__Your assignment__: Wherever the word "lanes" occurs in the listing below, copy that whole line.

__Material provided__:
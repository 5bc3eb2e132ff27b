/* Compositing kernels: alpha blend and multiply over packed RGBA bytes.
 *
 * Three implementations are provided (plain, SSE2, AVX2); the best one the
 * CPU supports is selected once and cached. All three divide by 255 through
 * the same `(x * 0x8081) >> 23` reciprocal, which is exact for the operand
 * range here, so their outputs are bitwise identical. Callers pass the full
 * padded capacity of their buffers; length must be a multiple of 4. */

use std::sync::OnceLock;

type Kernel = fn(&mut [u8], &[u8]);

struct Kernels {
    blend: Kernel,
    multiply: Kernel,
}

fn kernels() -> &'static Kernels {
    static KERNELS: OnceLock<Kernels> = OnceLock::new();
    KERNELS.get_or_init(|| {
        #[cfg(target_arch = "x86_64")]
        {
            if is_x86_feature_detected!("avx2") {
                return Kernels { blend: blend_avx2_entry, multiply: multiply_avx2_entry };
            }
            if is_x86_feature_detected!("sse2") {
                return Kernels { blend: blend_sse2_entry, multiply: multiply_sse2_entry };
            }
        }
        Kernels { blend: blend_plain, multiply: multiply_plain }
    })
}

/* Source-over blend of src onto dst. */
pub fn blend(dst: &mut [u8], src: &[u8]) {
    debug_assert_eq!(dst.len(), src.len());
    debug_assert_eq!(dst.len() % 4, 0);
    (kernels().blend)(dst, src);
}

/* Per-channel multiply of src into dst. */
pub fn multiply(dst: &mut [u8], src: &[u8]) {
    debug_assert_eq!(dst.len(), src.len());
    debug_assert_eq!(dst.len() % 4, 0);
    (kernels().multiply)(dst, src);
}

/* floor(x / 255), exact for x <= 65790. Operands here peak at 65152. */
#[inline]
fn div255(x: u32) -> u32 {
    (x * 0x8081) >> 23
}

fn blend_plain(dst: &mut [u8], src: &[u8]) {
    for (d, s) in dst.chunks_exact_mut(4).zip(src.chunks_exact(4)) {
        let alpha = u32::from(s[3]);
        let nalpha = 255 - alpha;
        d[0] = div255(u32::from(s[0]) * alpha + u32::from(d[0]) * nalpha + 127) as u8;
        d[1] = div255(u32::from(s[1]) * alpha + u32::from(d[1]) * nalpha + 127) as u8;
        d[2] = div255(u32::from(s[2]) * alpha + u32::from(d[2]) * nalpha + 127) as u8;
        d[3] = (alpha + div255(u32::from(d[3]) * nalpha + 127)) as u8;
    }
}

fn multiply_plain(dst: &mut [u8], src: &[u8]) {
    for (d, s) in dst.chunks_exact_mut(4).zip(src.chunks_exact(4)) {
        for c in 0..4 {
            d[c] = div255(u32::from(d[c]) * u32::from(s[c]) + 127) as u8;
        }
    }
}

#[cfg(target_arch = "x86_64")]
fn blend_sse2_entry(dst: &mut [u8], src: &[u8]) {
    let whole = dst.len() / 16 * 16;
    /* SAFETY: entry is only installed after runtime SSE2 detection. */
    unsafe { blend_sse2(&mut dst[..whole], &src[..whole]) };
    blend_plain(&mut dst[whole..], &src[whole..]);
}

#[cfg(target_arch = "x86_64")]
fn multiply_sse2_entry(dst: &mut [u8], src: &[u8]) {
    let whole = dst.len() / 16 * 16;
    /* SAFETY: as above. */
    unsafe { multiply_sse2(&mut dst[..whole], &src[..whole]) };
    multiply_plain(&mut dst[whole..], &src[whole..]);
}

#[cfg(target_arch = "x86_64")]
fn blend_avx2_entry(dst: &mut [u8], src: &[u8]) {
    let whole = dst.len() / 32 * 32;
    /* SAFETY: entry is only installed after runtime AVX2 detection. */
    unsafe { blend_avx2(&mut dst[..whole], &src[..whole]) };
    blend_plain(&mut dst[whole..], &src[whole..]);
}

#[cfg(target_arch = "x86_64")]
fn multiply_avx2_entry(dst: &mut [u8], src: &[u8]) {
    let whole = dst.len() / 32 * 32;
    /* SAFETY: as above. */
    unsafe { multiply_avx2(&mut dst[..whole], &src[..whole]) };
    multiply_plain(&mut dst[whole..], &src[whole..]);
}

/* Blend of one unpacked half: two pixels as eight u16 lanes. */
#[cfg(target_arch = "x86_64")]
#[target_feature(enable = "sse2")]
unsafe fn blend_half_sse2(
    s: std::arch::x86_64::__m128i,
    d: std::arch::x86_64::__m128i,
) -> std::arch::x86_64::__m128i {
    use std::arch::x86_64::*;

    let x7f = _mm_set1_epi16(127);
    let xff = _mm_set1_epi16(255);
    let magic = _mm_set1_epi16(0x8081u16 as i16);
    /* selects the alpha lane of each pixel */
    let amask = _mm_set_epi16(-1, 0, 0, 0, -1, 0, 0, 0);

    /* broadcast each pixel's alpha over its four lanes */
    let alpha = _mm_shufflehi_epi16::<0xFF>(_mm_shufflelo_epi16::<0xFF>(s));
    let nalpha = _mm_sub_epi16(xff, alpha);
    let x = _mm_add_epi16(
        _mm_add_epi16(_mm_mullo_epi16(s, alpha), _mm_mullo_epi16(d, nalpha)),
        x7f,
    );
    let rgb = _mm_srli_epi16::<7>(_mm_mulhi_epu16(x, magic));
    let y = _mm_add_epi16(_mm_mullo_epi16(d, nalpha), x7f);
    let a = _mm_add_epi16(s, _mm_srli_epi16::<7>(_mm_mulhi_epu16(y, magic)));
    _mm_or_si128(_mm_andnot_si128(amask, rgb), _mm_and_si128(amask, a))
}

#[cfg(target_arch = "x86_64")]
#[target_feature(enable = "sse2")]
unsafe fn blend_sse2(dst: &mut [u8], src: &[u8]) {
    use std::arch::x86_64::*;

    let zero = _mm_setzero_si128();
    for (d, s) in dst.chunks_exact_mut(16).zip(src.chunks_exact(16)) {
        let sv = _mm_loadu_si128(s.as_ptr() as *const __m128i);
        let dv = _mm_loadu_si128(d.as_ptr() as *const __m128i);
        let lo = blend_half_sse2(_mm_unpacklo_epi8(sv, zero), _mm_unpacklo_epi8(dv, zero));
        let hi = blend_half_sse2(_mm_unpackhi_epi8(sv, zero), _mm_unpackhi_epi8(dv, zero));
        _mm_storeu_si128(d.as_mut_ptr() as *mut __m128i, _mm_packus_epi16(lo, hi));
    }
}

#[cfg(target_arch = "x86_64")]
#[target_feature(enable = "sse2")]
unsafe fn multiply_sse2(dst: &mut [u8], src: &[u8]) {
    use std::arch::x86_64::*;

    let x7f = _mm_set1_epi16(127);
    let magic = _mm_set1_epi16(0x8081u16 as i16);
    let zero = _mm_setzero_si128();

    for (d, s) in dst.chunks_exact_mut(16).zip(src.chunks_exact(16)) {
        let sv = _mm_loadu_si128(s.as_ptr() as *const __m128i);
        let dv = _mm_loadu_si128(d.as_ptr() as *const __m128i);
        let xlo = _mm_add_epi16(
            _mm_mullo_epi16(_mm_unpacklo_epi8(sv, zero), _mm_unpacklo_epi8(dv, zero)),
            x7f,
        );
        let xhi = _mm_add_epi16(
            _mm_mullo_epi16(_mm_unpackhi_epi8(sv, zero), _mm_unpackhi_epi8(dv, zero)),
            x7f,
        );
        let lo = _mm_srli_epi16::<7>(_mm_mulhi_epu16(xlo, magic));
        let hi = _mm_srli_epi16::<7>(_mm_mulhi_epu16(xhi, magic));
        _mm_storeu_si128(d.as_mut_ptr() as *mut __m128i, _mm_packus_epi16(lo, hi));
    }
}

#[cfg(target_arch = "x86_64")]
#[target_feature(enable = "avx2")]
unsafe fn blend_half_avx2(
    s: std::arch::x86_64::__m256i,
    d: std::arch::x86_64::__m256i,
) -> std::arch::x86_64::__m256i {
    use std::arch::x86_64::*;

    let x7f = _mm256_set1_epi16(127);
    let xff = _mm256_set1_epi16(255);
    let magic = _mm256_set1_epi16(0x8081u16 as i16);
    let amask = _mm256_set_epi16(-1, 0, 0, 0, -1, 0, 0, 0, -1, 0, 0, 0, -1, 0, 0, 0);

    let alpha = _mm256_shufflehi_epi16::<0xFF>(_mm256_shufflelo_epi16::<0xFF>(s));
    let nalpha = _mm256_sub_epi16(xff, alpha);
    let x = _mm256_add_epi16(
        _mm256_add_epi16(_mm256_mullo_epi16(s, alpha), _mm256_mullo_epi16(d, nalpha)),
        x7f,
    );
    let rgb = _mm256_srli_epi16::<7>(_mm256_mulhi_epu16(x, magic));
    let y = _mm256_add_epi16(_mm256_mullo_epi16(d, nalpha), x7f);
    let a = _mm256_add_epi16(s, _mm256_srli_epi16::<7>(_mm256_mulhi_epu16(y, magic)));
    _mm256_or_si256(_mm256_andnot_si256(amask, rgb), _mm256_and_si256(amask, a))
}

#[cfg(target_arch = "x86_64")]
#[target_feature(enable = "avx2")]
unsafe fn blend_avx2(dst: &mut [u8], src: &[u8]) {
    use std::arch::x86_64::*;

    let zero = _mm256_setzero_si256();
    for (d, s) in dst.chunks_exact_mut(32).zip(src.chunks_exact(32)) {
        let sv = _mm256_loadu_si256(s.as_ptr() as *const __m256i);
        let dv = _mm256_loadu_si256(d.as_ptr() as *const __m256i);
        /* unpack/pack are both 128-bit-lane local, so the shuffle cancels */
        let lo = blend_half_avx2(_mm256_unpacklo_epi8(sv, zero), _mm256_unpacklo_epi8(dv, zero));
        let hi = blend_half_avx2(_mm256_unpackhi_epi8(sv, zero), _mm256_unpackhi_epi8(dv, zero));
        _mm256_storeu_si256(d.as_mut_ptr() as *mut __m256i, _mm256_packus_epi16(lo, hi));
    }
}

#[cfg(target_arch = "x86_64")]
#[target_feature(enable = "avx2")]
unsafe fn multiply_avx2(dst: &mut [u8], src: &[u8]) {
    use std::arch::x86_64::*;

    let x7f = _mm256_set1_epi16(127);
    let magic = _mm256_set1_epi16(0x8081u16 as i16);
    let zero = _mm256_setzero_si256();

    for (d, s) in dst.chunks_exact_mut(32).zip(src.chunks_exact(32)) {
        let sv = _mm256_loadu_si256(s.as_ptr() as *const __m256i);
        let dv = _mm256_loadu_si256(d.as_ptr() as *const __m256i);
        let xlo = _mm256_add_epi16(
            _mm256_mullo_epi16(_mm256_unpacklo_epi8(sv, zero), _mm256_unpacklo_epi8(dv, zero)),
            x7f,
        );
        let xhi = _mm256_add_epi16(
            _mm256_mullo_epi16(_mm256_unpackhi_epi8(sv, zero), _mm256_unpackhi_epi8(dv, zero)),
            x7f,
        );
        let lo = _mm256_srli_epi16::<7>(_mm256_mulhi_epu16(xlo, magic));
        let hi = _mm256_srli_epi16::<7>(_mm256_mulhi_epu16(xhi, magic));
        _mm256_storeu_si256(d.as_mut_ptr() as *mut __m256i, _mm256_packus_epi16(lo, hi));
    }
}

#[cfg(test)]
mod tests {
    use super::*;

    fn pixel_pattern(len: usize, seed: u32) -> Vec<u8> {
        /* deterministic pseudo-random bytes covering all channel values */
        let mut state = seed;
        (0..len)
            .map(|_| {
                state = state.wrapping_mul(1664525).wrapping_add(1013904223);
                (state >> 24) as u8
            })
            .collect()
    }

    #[test]
    fn blend_opaque_source_overwrites() {
        let mut dst = pixel_pattern(64, 1);
        let mut src = pixel_pattern(64, 2);
        for px in src.chunks_exact_mut(4) {
            px[3] = 255;
        }
        blend_plain(&mut dst, &src);
        assert_eq!(dst, src);
    }

    #[test]
    fn blend_transparent_source_is_noop() {
        let mut dst = pixel_pattern(64, 3);
        let expected = dst.clone();
        let mut src = pixel_pattern(64, 4);
        for px in src.chunks_exact_mut(4) {
            px[3] = 0;
        }
        blend_plain(&mut dst, &src);
        assert_eq!(dst, expected);
    }

    #[test]
    fn blend_half_alpha_over_black() {
        let mut dst = vec![0, 0, 0, 255];
        let src = vec![255, 255, 255, 127];
        blend_plain(&mut dst, &src);
        assert!(dst[0] >= 126 && dst[0] <= 128, "got {}", dst[0]);
        assert_eq!(dst[0], dst[1]);
        assert_eq!(dst[1], dst[2]);
        assert_eq!(dst[3], 255);
    }

    #[test]
    fn multiply_by_white_is_noop() {
        let mut dst = pixel_pattern(64, 5);
        let expected = dst.clone();
        let src = vec![255u8; 64];
        multiply_plain(&mut dst, &src);
        assert_eq!(dst, expected);
    }

    #[test]
    fn multiply_by_black_clears() {
        let mut dst = pixel_pattern(64, 6);
        let src = vec![0u8; 64];
        multiply_plain(&mut dst, &src);
        assert!(dst.iter().all(|&b| b == 0));
    }

    #[cfg(target_arch = "x86_64")]
    #[test]
    fn sse2_matches_plain() {
        if !is_x86_feature_detected!("sse2") {
            return;
        }
        /* 37 pixels: exercises the vector body and the tail path */
        let src = pixel_pattern(37 * 4, 7);
        let base = pixel_pattern(37 * 4, 8);

        let mut expect = base.clone();
        blend_plain(&mut expect, &src);
        let mut got = base.clone();
        blend_sse2_entry(&mut got, &src);
        assert_eq!(got, expect);

        let mut expect = base.clone();
        multiply_plain(&mut expect, &src);
        let mut got = base.clone();
        multiply_sse2_entry(&mut got, &src);
        assert_eq!(got, expect);
    }

    #[cfg(target_arch = "x86_64")]
    #[test]
    fn avx2_matches_plain() {
        if !is_x86_feature_detected!("avx2") {
            return;
        }
        let src = pixel_pattern(61 * 4, 9);
        let base = pixel_pattern(61 * 4, 10);

        let mut expect = base.clone();
        blend_plain(&mut expect, &src);
        let mut got = base.clone();
        blend_avx2_entry(&mut got, &src);
        assert_eq!(got, expect);

        let mut expect = base.clone();
        multiply_plain(&mut expect, &src);
        let mut got = base.clone();
        multiply_avx2_entry(&mut got, &src);
        assert_eq!(got, expect);
    }

    #[cfg(target_arch = "x86_64")]
    #[test]
    fn all_alpha_values_match_across_kernels() {
        if !is_x86_feature_detected!("sse2") {
            return;
        }
        /* sweep every (alpha, channel) pair through both kernels */
        for alpha in 0..=255u8 {
            let src: Vec<u8> = (0..=255u8).flat_map(|c| [c, c, c, alpha]).collect();
            let base: Vec<u8> = (0..=255u8).flat_map(|c| [255 - c, 128, c, 200]).collect();
            let mut expect = base.clone();
            blend_plain(&mut expect, &src);
            let mut got = base.clone();
            blend_sse2_entry(&mut got, &src);
            assert_eq!(got, expect, "alpha {alpha}");
        }
    }
}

__Response for this exercise__:
/* Blend of one unpacked half: two pixels as eight u16 lanes. */
    /* broadcast each pixel's alpha over its four lanes */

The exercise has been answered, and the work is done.